Step-by-step explanation:
(a) To find the equivalent capacitance of the circuit, we can use the formula for the equivalent capacitance of capacitors in parallel:
C_eq = C1 + C2 + C3
where C1, C2, and C3 are the capacitances of the three capacitors. Substituting the given values, we get:
C_eq = 20 mF + 20 mF + 20 mF = 60 mF = 6.0 × 10^-5 F
Therefore, the equivalent capacitance of the circuit is 6.0 × 10^-5 F.

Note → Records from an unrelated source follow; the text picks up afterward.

/*!
 * Group Types
 * One group per hardware class-of-service id
 */

use crate::core::limits::MAX_LAYOUTS;
use crate::core::types::{EntrySet, GroupId, LayoutId, Pid, SocketId, SocketSet};
use parking_lot::Mutex;
use std::sync::atomic::{AtomicU32, AtomicU64, Ordering};

/// A contiguous way range packed into one word: `len << 32 | start`
///
/// Packed so the scheduler path can read a range with a single atomic load.
/// A zero word means "not placed in this layout".
#[derive(Debug, Clone, Copy, PartialEq, Eq)]
pub struct WayRange {
    pub start: u32,
    pub len: u32,
}

impl WayRange {
    #[inline]
    pub fn pack(self) -> u64 {
        (self.len as u64) << 32 | self.start as u64
    }

    #[inline]
    pub fn unpack(word: u64) -> Option<Self> {
        let len = (word >> 32) as u32;
        (len != 0).then_some(Self {
            start: word as u32,
            len,
        })
    }
}

/// A class-of-service equivalence class
///
/// Shared with the scheduler path through an `Arc`: the member set and way
/// total are fixed at creation, ranges and the synced map are single-word
/// atomics, and the task bookkeeping is only touched under the control lock.
pub struct Group {
    pub id: GroupId,
    /// Exact reservation set this group represents; immutable once live
    members: EntrySet,
    /// Sum of member way counts; the length of every placed range
    way_count: u32,
    /// Placed range per layout id, packed (`WayRange::pack`)
    per_layout: [AtomicU64; MAX_LAYOUTS as usize],
    /// Sockets whose registers reflect this group
    synced: AtomicU64,
    task_count: AtomicU32,
    tasks: Mutex<Vec<Pid>>,
}

impl Group {
    pub fn new(id: GroupId, members: EntrySet, way_count: u32) -> Self {
        Self {
            id,
            members,
            way_count,
            per_layout: std::array::from_fn(|_| AtomicU64::new(0)),
            synced: AtomicU64::new(0),
            task_count: AtomicU32::new(0),
            tasks: Mutex::new(Vec::new()),
        }
    }

    #[inline]
    pub fn members(&self) -> EntrySet {
        self.members
    }

    #[inline]
    pub fn way_count(&self) -> u32 {
        self.way_count
    }

    /// Placed range in `layout`, if any
    #[inline]
    pub fn range(&self, layout: LayoutId) -> Option<WayRange> {
        WayRange::unpack(self.per_layout[layout as usize].load(Ordering::Acquire))
    }

    pub fn set_range(&self, layout: LayoutId, range: WayRange) {
        self.per_layout[layout as usize].store(range.pack(), Ordering::Release);
    }

    pub fn clear_range(&self, layout: LayoutId) {
        self.per_layout[layout as usize].store(0, Ordering::Release);
    }

    /// Copy every placed range from `other` (seeding a successor group)
    pub fn seed_ranges_from(&self, other: &Group) {
        for layout in 0..MAX_LAYOUTS as usize {
            self.per_layout[layout].store(
                other.per_layout[layout].load(Ordering::Acquire),
                Ordering::Release,
            );
        }
    }

    /// Drop every placed range without freeing way bitmap state
    ///
    /// Used when ranges were handed over to a successor group.
    pub fn forget_ranges(&self) {
        for layout in 0..MAX_LAYOUTS as usize {
            self.per_layout[layout].store(0, Ordering::Release);
        }
    }

    #[inline]
    pub fn is_synced(&self, socket: SocketId) -> bool {
        self.synced.load(Ordering::Acquire) & (1u64 << socket) != 0
    }

    #[inline]
    pub fn mark_synced(&self, socket: SocketId) {
        self.synced.fetch_or(1u64 << socket, Ordering::AcqRel);
    }

    /// Sockets this group has been synced to
    #[inline]
    pub fn synced_sockets(&self) -> SocketSet {
        self.synced.load(Ordering::Acquire)
    }

    #[inline]
    pub fn task_count(&self) -> u32 {
        self.task_count.load(Ordering::Acquire)
    }

    /// Snapshot of attached task pids
    pub fn task_pids(&self) -> Vec<Pid> {
        self.tasks.lock().clone()
    }

    pub fn add_task(&self, pid: Pid) {
        self.tasks.lock().push(pid);
        self.task_count.fetch_add(1, Ordering::AcqRel);
    }

    /// Remove one reference from `pid`; returns the remaining count
    pub fn remove_task(&self, pid: Pid) -> u32 {
        let mut tasks = self.tasks.lock();
        if let Some(pos) = tasks.iter().position(|&p| p == pid) {
            tasks.swap_remove(pos);
        }
        self.task_count.fetch_sub(1, Ordering::AcqRel) - 1
    }
}

#[cfg(test)]
mod tests {
    use super::*;

    #[test]
    fn test_way_range_pack_round_trip() {
        let r = WayRange { start: 5, len: 3 };
        assert_eq!(WayRange::unpack(r.pack()), Some(r));
        assert_eq!(WayRange::unpack(0), None);
    }

    #[test]
    fn test_range_per_layout() {
        let g = Group::new(1, 0b1, 2);
        assert_eq!(g.range(0), None);
        g.set_range(0, WayRange { start: 4, len: 2 });
        assert_eq!(g.range(0), Some(WayRange { start: 4, len: 2 }));
        assert_eq!(g.range(1), None);
        g.clear_range(0);
        assert_eq!(g.range(0), None);
    }

    #[test]
    fn test_task_refs() {
        let g = Group::new(1, 0b1, 2);
        g.add_task(10);
        g.add_task(20);
        assert_eq!(g.task_count(), 2);
        assert_eq!(g.remove_task(10), 1);
        assert_eq!(g.task_pids(), vec![20]);
        assert_eq!(g.remove_task(20), 0);
    }

    #[test]
    fn test_synced_bitmap() {
        let g = Group::new(1, 0b1, 2);
        assert!(!g.is_synced(3));
        g.mark_synced(3);
        assert!(g.is_synced(3));
        assert_eq!(g.synced_sockets(), 0b1000);
    }
}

(b) To find the RC time constant of the circuit, we can use the formula:
τ = RC
where R is the resistance of the resistor and C is the equivalent capacitance of the circuit. Substituting the given values, we get:
τ = (20 Ω)(6.0 × 10^-5 F) = 1.2 × 10^-3 s
Therefore, the RC time constant of the circuit is 1.2 × 10^-3 s.
(c) To find the time it takes for the current to decrease to 50% of the initial value, we can use the formula:
I = I0 e^(-t/τ)
where I0 is the initial current, I is the current after a time t, τ is the RC time constant, and e is the mathematical constant approximately equal to 2.71828. Solving for t, we get:
t = -τ ln(I/I0)
Substituting the given values, we get:
t = -(1.2 × 10^-3 s) ln(0.5) = 8.3 × 10^-4 s
Therefore, it takes 8.3 × 10^-4 s for the current to decrease to 50% of the initial value once the switch is closed.